Active Glycogen Synthase in the Liver Prevents High-Fat Diet-Induced Glucose Intolerance, Decreases Food Intake, and Lowers Body Weight

Iliana López-Soldado  1   2   3 Joan J Guinovart  1   2   3 Jordi Duran  1   2   4   5
Affiliations

Active Glycogen Synthase in the Liver Prevents High-Fat Diet-Induced Glucose Intolerance, Decreases Food Intake, and Lowers Body Weight

Iliana López-Soldado et al. Int J Mol Sci. .

Abstract

Many lines of evidence demonstrate a correlation between liver glycogen content and food intake. We previously demonstrated that mice overexpressing protein targeting to glycogen (PTG) specifically in the liver-which have increased glycogen content in this organ-are protected from high-fat diet (HFD)-induced obesity by reduced food intake. However, the use of PTG to increase liver glycogen implies certain limitations. PTG stimulates glycogen synthesis but also inhibits the enzyme responsible for glycogen degradation. Furthermore, as PTG is a regulatory subunit of protein phosphatase 1 (PP1), which regulates many cellular functions, its overexpression could have side effects beyond the regulation of glycogen metabolism. Therefore, it is necessary to determine whether the direct activation of glycogen synthesis, without affecting its degradation or other cellular functions, has the same effects. To this end, we generated mice overexpressing a non-inactivatable form of glycogen synthase (GS) specifically in the liver (9A-MGSAlb mice).

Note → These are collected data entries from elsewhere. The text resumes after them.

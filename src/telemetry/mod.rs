//! Tracing and OpenTelemetry setup.
//!
//! Always installs an env-filtered fmt layer on stderr. With an OTLP
//! endpoint configured, traces, metrics, and logs are exported there as
//! well.

pub mod flush;
pub mod metrics;

use opentelemetry_sdk::Resource;
use opentelemetry_sdk::logs::SdkLoggerProvider;
use opentelemetry_sdk::metrics::SdkMeterProvider;
use opentelemetry_sdk::trace::SdkTracerProvider;

use crate::error::{Error, Result};

/// Configuration for telemetry initialization.
pub struct TelemetryConfig {
    /// Optional OTLP endpoint (e.g. "http://localhost:4317").
    pub endpoint: Option<String>,
    /// The service name reported in telemetry signals.
    pub service_name: String,
    /// Filter used when `RUST_LOG` is unset.
    pub default_filter: String,
}

/// Guard that shuts down OTel providers on drop.
///
/// Hold it for the lifetime of the process; dropping it flushes every
/// pipeline.
pub struct TelemetryGuard {
    tracer_provider: Option<SdkTracerProvider>,
    meter_provider: Option<SdkMeterProvider>,
    logger_provider: Option<SdkLoggerProvider>,
}

impl TelemetryGuard {
    /// Force-flush all telemetry pipelines.
    pub fn force_flush(&self) {
        if let Some(ref provider) = self.tracer_provider {
            let _ = provider.force_flush();
        }
        if let Some(ref provider) = self.meter_provider {
            let _ = provider.force_flush();
        }
        if let Some(ref provider) = self.logger_provider {
            let _ = provider.force_flush();
        }
    }
}

impl Drop for TelemetryGuard {
    fn drop(&mut self) {
        if let Some(provider) = self.logger_provider.take() {
            let _ = provider.shutdown();
        }
        if let Some(provider) = self.meter_provider.take() {
            let _ = provider.shutdown();
        }
        if let Some(provider) = self.tracer_provider.take() {
            let _ = provider.shutdown();
        }
    }
}

/// Initialize tracing, and OTel export when an endpoint is configured.
///
/// # Errors
///
/// Returns an error if an OTLP exporter fails to build or a global
/// subscriber is already installed.
pub fn init_telemetry(config: TelemetryConfig) -> Result<TelemetryGuard> {
    use tracing_subscriber::EnvFilter;
    use tracing_subscriber::layer::SubscriberExt as _;
    use tracing_subscriber::util::SubscriberInitExt as _;

    let env_filter = EnvFilter::try_from_default_env()
        .unwrap_or_else(|_| EnvFilter::new(&config.default_filter));

    let Some(endpoint) = config.endpoint else {
        tracing_subscriber::registry()
            .with(env_filter)
            .with(tracing_subscriber::fmt::layer().with_writer(std::io::stderr))
            .try_init()
            .map_err(|e| Error::Other(format!("failed to init tracing subscriber: {e}")))?;

        return Ok(TelemetryGuard {
            tracer_provider: None,
            meter_provider: None,
            logger_provider: None,
        });
    };

    let resource = Resource::builder()
        .with_service_name(config.service_name)
        .build();

    let tracer_provider = build_tracer_provider(&endpoint, resource.clone())?;
    let meter_provider = build_meter_provider(&endpoint, resource.clone())?;
    let logger_provider = build_logger_provider(&endpoint, resource)?;

    opentelemetry::global::set_meter_provider(meter_provider.clone());

    let otel_trace_layer = {
        use opentelemetry::trace::TracerProvider as _;
        tracing_opentelemetry::layer().with_tracer(tracer_provider.tracer("tally-rs"))
    };
    let otel_log_layer =
        opentelemetry_appender_tracing::layer::OpenTelemetryTracingBridge::new(&logger_provider);

    tracing_subscriber::registry()
        .with(env_filter)
        .with(
            tracing_subscriber::fmt::layer()
                .compact()
                .with_writer(std::io::stderr),
        )
        .with(otel_trace_layer)
        .with(otel_log_layer)
        .try_init()
        .map_err(|e| Error::Other(format!("failed to init tracing subscriber: {e}")))?;

    Ok(TelemetryGuard {
        tracer_provider: Some(tracer_provider),
        meter_provider: Some(meter_provider),
        logger_provider: Some(logger_provider),
    })
}

fn build_tracer_provider(endpoint: &str, resource: Resource) -> Result<SdkTracerProvider> {
    use opentelemetry_otlp::WithExportConfig as _;

    let exporter = opentelemetry_otlp::SpanExporter::builder()
        .with_tonic()
        .with_endpoint(endpoint)
        .build()
        .map_err(|e| Error::Other(format!("failed to create OTLP span exporter: {e}")))?;

    Ok(SdkTracerProvider::builder()
        .with_batch_exporter(exporter)
        .with_resource(resource)
        .build())
}

fn build_meter_provider(endpoint: &str, resource: Resource) -> Result<SdkMeterProvider> {
    use opentelemetry_otlp::WithExportConfig as _;

    let exporter = opentelemetry_otlp::MetricExporter::builder()
        .with_tonic()
        .with_endpoint(endpoint)
        .build()
        .map_err(|e| Error::Other(format!("failed to create OTLP metric exporter: {e}")))?;

    Ok(SdkMeterProvider::builder()
        .with_periodic_exporter(exporter)
        .with_resource(resource)
        .build())
}

fn build_logger_provider(endpoint: &str, resource: Resource) -> Result<SdkLoggerProvider> {
    use opentelemetry_otlp::WithExportConfig as _;

    let exporter = opentelemetry_otlp::LogExporter::builder()
        .with_tonic()
        .with_endpoint(endpoint)
        .build()
        .map_err(|e| Error::Other(format!("failed to create OTLP log exporter: {e}")))?;

    Ok(SdkLoggerProvider::builder()
        .with_batch_exporter(exporter)
        .with_resource(resource)
        .build())
}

Control and 9a-MGSAlb mice were fed a standard diet (SD) or HFD for 16 weeks. Glucose tolerance and feeding behavior were analyzed. 9A-MGSAlb mice showed an increase in hepatic glycogen in fed and fasting conditions. When fed an HFD, these animals preserved their hepatic energy state, had a reduced food intake, and presented a lower body weight and fat mass than control animals, without changes in energy expenditure. Furthermore, 9A-MGSAlb animals showed improved glucose tolerance when fed an SD or HFD. Moreover, liver triacylglycerol levels that were increased after HFD feeding were lower in these mice. These results confirm that increased liver glycogen stores contribute to decreased appetite and improve glucose tolerance in mice fed an HFD. On the basis of our findings, strategies to preserve hepatic glycogen stores emerge as potential treatments for obesity and hyperglycemia.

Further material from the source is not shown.